◆ **Exercise directions**
Each line of the data below that carries the word "RandomnessUnavailable" needs to be copied.

◆ **Data for this task**

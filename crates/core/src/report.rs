//! Counterfeit reports submitted by consumers.

use crate::product::required;
use crate::store::ReportStore;
use crate::{CoreError, CoreResult};
use chrono::{DateTime, Utc};
use qb_types::NonEmptyText;
use qb_verification_id::VerificationId;
use serde::{Deserialize, Serialize};
use std::sync::Arc;
use uuid::Uuid;

#[derive(Clone, Debug, PartialEq, Eq, Serialize, Deserialize)]
pub struct CounterfeitReport {
    pub id: Uuid,
    pub product_name: NonEmptyText,
    pub description: NonEmptyText,
    #[serde(default)]
    pub location: Option<NonEmptyText>,
    /// Identifier printed on the suspect label, when the reporter could read one.
    #[serde(default)]
    pub verification_id: Option<VerificationId>,
    #[serde(default)]
    pub reported_by: Option<NonEmptyText>,
    pub reported_at: DateTime<Utc>,
}

/// Unvalidated report, as received from a consumer client.
#[derive(Clone, Debug, Default, Deserialize)]
pub struct NewReport {
    pub product_name: String,
    pub description: String,
    #[serde(default)]
    pub location: Option<String>,
    #[serde(default)]
    pub verification_id: Option<String>,
    #[serde(default)]
    pub reported_by: Option<String>,
}

fn optional_text(value: Option<String>) -> CoreResult<Option<NonEmptyText>> {
    value
        .filter(|s| !s.trim().is_empty())
        .map(NonEmptyText::new)
        .transpose()
        .map_err(CoreError::from)
}

#[derive(Clone)]
pub struct ReportService {
    reports: Arc<dyn ReportStore>,
}

impl ReportService {
    pub fn new(reports: Arc<dyn ReportStore>) -> Self {
        Self { reports }
    }

    /// Validate and store a report.
    ///
    /// A supplied verification identifier must be well-formed; a blank one is treated as absent.
    pub fn submit(&self, new: NewReport) -> CoreResult<CounterfeitReport> {
        let verification_id = match new.verification_id.as_deref().map(str::trim) {
            Some(candidate) if !candidate.is_empty() => {
                Some(VerificationId::parse(candidate).map_err(|e| {
                    CoreError::InvalidInput(format!("verification_id: {e}"))
                })?)
            }
            _ => None,
        };

        let report = CounterfeitReport {
            id: Uuid::new_v4(),
            product_name: required("product_name", &new.product_name)?,
            description: required("description", &new.description)?,
            location: optional_text(new.location)?,
            verification_id,
            reported_by: optional_text(new.reported_by)?,
            reported_at: Utc::now(),
        };

        self.reports.submit(report.clone())?;
        tracing::info!(
            report_id = %report.id,
            verification_id = ?report.verification_id.as_ref().map(VerificationId::as_str),
            "counterfeit report received"
        );
        Ok(report)
    }

    pub fn list(&self) -> CoreResult<Vec<CounterfeitReport>> {
        self.reports.list_reports()
    }
}

#[cfg(test)]
pub(crate) mod tests {
    use super::*;
    use crate::store::MemoryStore;

    pub(crate) fn sample_report(product_name: &str) -> CounterfeitReport {
        CounterfeitReport {
            id: Uuid::new_v4(),
            product_name: NonEmptyText::new(product_name).unwrap(),
            description: NonEmptyText::new("Seal broken, label misprinted").unwrap(),
            location: None,
            verification_id: None,
            reported_by: None,
            reported_at: Utc::now(),
        }
    }

    fn service() -> ReportService {
        ReportService::new(Arc::new(MemoryStore::new()))
    }

    #[test]
    fn submit_stores_report_with_optional_fields() {
        let service = service();
        let report = service
            .submit(NewReport {
                product_name: "Hennessy VS".into(),
                description: "Cap does not match".into(),
                location: Some("Cape Town".into()),
                verification_id: Some("VRF-A1B2-C3D4-E5F6".into()),
                reported_by: Some("  ".into()),
            })
            .unwrap();

        assert_eq!(report.location.as_ref().unwrap().as_str(), "Cape Town");
        assert_eq!(
            report.verification_id.as_ref().unwrap().as_str(),
            "VRF-A1B2-C3D4-E5F6"
        );
        assert!(report.reported_by.is_none());
        assert_eq!(service.list().unwrap(), vec![report]);
    }

    #[test]
    fn submit_requires_name_and_description() {
        let service = service();
        let result = service.submit(NewReport {
            product_name: "Hennessy VS".into(),
            description: "".into(),
            ..Default::default()
        });

        match result {
            Err(CoreError::InvalidInput(msg)) => assert_eq!(msg, "description is required"),
            other => panic!("Expected InvalidInput, got {other:?}"),
        }
        assert!(service.list().unwrap().is_empty());
    }

    #[test]
    fn submit_rejects_malformed_verification_id() {
        let service = service();
        let result = service.submit(NewReport {
            product_name: "Hennessy VS".into(),
            description: "Suspicious".into(),
            verification_id: Some("vrf-a1b2-c3d4-e5f6".into()),
            ..Default::default()
        });

        assert!(matches!(result, Err(CoreError::InvalidInput(_))));
    }
}
//! Internal implementation of verification identifier services.

use crate::{VerificationIdError, VerificationIdResult};
use rand::rngs::OsRng;
use rand::RngCore;
use std::path::{Path, PathBuf};
use std::sync::{Mutex, PoisonError};
use std::{fmt, str::FromStr};

/// Literal prefix of every verification identifier.
pub const PREFIX: &str = "VRF";

/// Symbols a body character is drawn from.
pub const ALPHABET: &[u8; 36] = b"0123456789ABCDEFGHIJKLMNOPQRSTUVWXYZ";

/// Total length of a canonical identifier, hyphens included.
pub const VERIFICATION_ID_LEN: usize = 18;

const SEGMENT_LEN: usize = 4;
const SEGMENT_COUNT: usize = 3;
const BODY_LEN: usize = SEGMENT_LEN * SEGMENT_COUNT;

/// Largest multiple of the alphabet size that fits in a byte. Bytes at or above it are discarded
/// so that `byte % 36` stays uniform.
const REJECTION_BOUND: u8 = (256 / ALPHABET.len() * ALPHABET.len()) as u8;

/// QualiBev's canonical verification identifier (`VRF-XXXX-XXXX-XXXX`).
///
/// This wrapper type guarantees that once constructed, the contained string is in canonical
/// form. Accept identifiers from *outside* the core (QR payloads, typed codes, API requests)
/// through [`VerificationId::parse`]; mint new ones through [`VerificationIdService::generate`].
///
/// # Errors
/// [`VerificationId::parse`] returns [`VerificationIdError::InvalidVerificationId`] if the input
/// is not already canonical.
#[derive(Clone, Debug, PartialEq, Eq, Hash, PartialOrd, Ord)]
pub struct VerificationId(String);

impl VerificationId {
    /// Validates and wraps an identifier that must already be in canonical form.
    ///
    /// This does **not** normalise near misses (lowercase, underscores, padding). A scanned
    /// payload that needs trimming is not a verification identifier.
    ///
    /// # Errors
    ///
    /// Returns [`VerificationIdError::InvalidVerificationId`] if `input` is not canonical.
    pub fn parse(input: &str) -> VerificationIdResult<Self> {
        if Self::is_valid(input) {
            return Ok(Self(input.to_owned()));
        }
        Err(VerificationIdError::InvalidVerificationId(input.to_owned()))
    }

    /// Returns true if `input` is a canonical verification identifier.
    ///
    /// This is a purely syntactic check that validates:
    /// - Exactly 18 bytes long
    /// - Starts with `VRF`
    /// - Followed by three groups of a hyphen and four characters from `0-9` / `A-Z`
    ///
    /// Total over every `&str`; it never panics and never touches storage.
    pub fn is_valid(input: &str) -> bool {
        let bytes = input.as_bytes();
        bytes.len() == VERIFICATION_ID_LEN
            && bytes.starts_with(PREFIX.as_bytes())
            && bytes[PREFIX.len()..]
                .chunks(SEGMENT_LEN + 1)
                .all(|group| {
                    group[0] == b'-'
                        && group[1..]
                            .iter()
                            .all(|b| matches!(b, b'0'..=b'9' | b'A'..=b'Z'))
                })
    }

    /// Draws a new identifier from `rng`.
    ///
    /// Each of the 12 body characters is chosen independently and uniformly from [`ALPHABET`]
    /// by rejection sampling over raw bytes.
    ///
    /// # Errors
    ///
    /// Returns [`VerificationIdError::RandomnessUnavailable`] if `rng` fails to fill a buffer.
    pub fn generate_with<R: RngCore + ?Sized>(rng: &mut R) -> VerificationIdResult<Self> {
        let mut body = [0u8; BODY_LEN];
        let mut filled = 0;
        let mut pool = [0u8; 16];

        while filled < BODY_LEN {
            rng.try_fill_bytes(&mut pool)
                .map_err(VerificationIdError::RandomnessUnavailable)?;
            for &byte in pool.iter().filter(|&&b| b < REJECTION_BOUND) {
                if filled == BODY_LEN {
                    break;
                }
                body[filled] = ALPHABET[usize::from(byte) % ALPHABET.len()];
                filled += 1;
            }
        }

        let mut id = String::with_capacity(VERIFICATION_ID_LEN);
        id.push_str(PREFIX);
        for segment in body.chunks(SEGMENT_LEN) {
            id.push('-');
            id.extend(segment.iter().map(|&b| char::from(b)));
        }
        Ok(Self(id))
    }

    /// Returns the identifier as a string slice.
    pub fn as_str(&self) -> &str {
        &self.0
    }

    /// Returns `parent_dir/<s1>/<s2>/<id>/` where `s1`/`s2` are the first two pairs of body
    /// characters.
    ///
    /// Body characters are uniform, so this spreads records evenly across at most 36^4 leaf
    /// directories.
    pub fn sharded_dir(&self, parent_dir: &Path) -> PathBuf {
        let body = &self.0[PREFIX.len() + 1..];
        parent_dir.join(&body[0..2]).join(&body[2..4]).join(&self.0)
    }
}

impl fmt::Display for VerificationId {
    fn fmt(&self, f: &mut fmt::Formatter<'_>) -> fmt::Result {
        f.write_str(&self.0)
    }
}

impl FromStr for VerificationId {
    type Err = VerificationIdError;

    /// Equivalent to [`VerificationId::parse`].
    fn from_str(s: &str) -> Result<Self, Self::Err> {
        VerificationId::parse(s)
    }
}

impl AsRef<str> for VerificationId {
    fn as_ref(&self) -> &str {
        &self.0
    }
}

#[cfg(feature = "serde")]
impl serde::Serialize for VerificationId {
    fn serialize<S>(&self, serializer: S) -> Result<S::Ok, S::Error>
    where
        S: serde::Serializer,
    {
        serializer.serialize_str(&self.0)
    }
}

#[cfg(feature = "serde")]
impl<'de> serde::Deserialize<'de> for VerificationId {
    fn deserialize<D>(deserializer: D) -> Result<Self, D::Error>
    where
        D: serde::Deserializer<'de>,
    {
        let s = String::deserialize(deserializer)?;
        VerificationId::parse(&s).map_err(serde::de::Error::custom)
    }
}

/// Mints verification identifiers from an owned entropy source.
///
/// The default service reads from the operating system generator. Tests and tools that need
/// reproducible output inject a seeded generator through [`VerificationIdService::with_rng`].
///
/// The service holds no other state, so one instance can be shared across threads.
#[derive(Debug)]
pub struct VerificationIdService<R = OsRng> {
    rng: Mutex<R>,
}

impl VerificationIdService<OsRng> {
    /// Creates a service backed by the operating system generator.
    pub fn new() -> Self {
        Self::with_rng(OsRng)
    }
}

impl Default for VerificationIdService<OsRng> {
    fn default() -> Self {
        Self::new()
    }
}

impl<R: RngCore> VerificationIdService<R> {
    /// Creates a service drawing from `rng`.
    pub fn with_rng(rng: R) -> Self {
        Self {
            rng: Mutex::new(rng),
        }
    }

    /// Generates a new identifier.
    ///
    /// The result always satisfies [`VerificationIdService::validate`]. It is not checked for
    /// uniqueness; pair it with an insert-if-absent at the storage boundary.
    ///
    /// # Errors
    ///
    /// Returns [`VerificationIdError::RandomnessUnavailable`] if the entropy source fails.
    pub fn generate(&self) -> VerificationIdResult<VerificationId> {
        // A panic elsewhere cannot leave a generator in a state worth refusing.
        let mut rng = self.rng.lock().unwrap_or_else(PoisonError::into_inner);
        VerificationId::generate_with(&mut *rng)
    }

    /// Returns true if `candidate` is a canonical verification identifier.
    pub fn validate(candidate: &str) -> bool {
        VerificationId::is_valid(candidate)
    }
}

◆ **Exercise response**
    /// Returns [`VerificationIdError::RandomnessUnavailable`] if `rng` fails to fill a buffer.
                .map_err(VerificationIdError::RandomnessUnavailable)?;
    /// Returns [`VerificationIdError::RandomnessUnavailable`] if the entropy source fails.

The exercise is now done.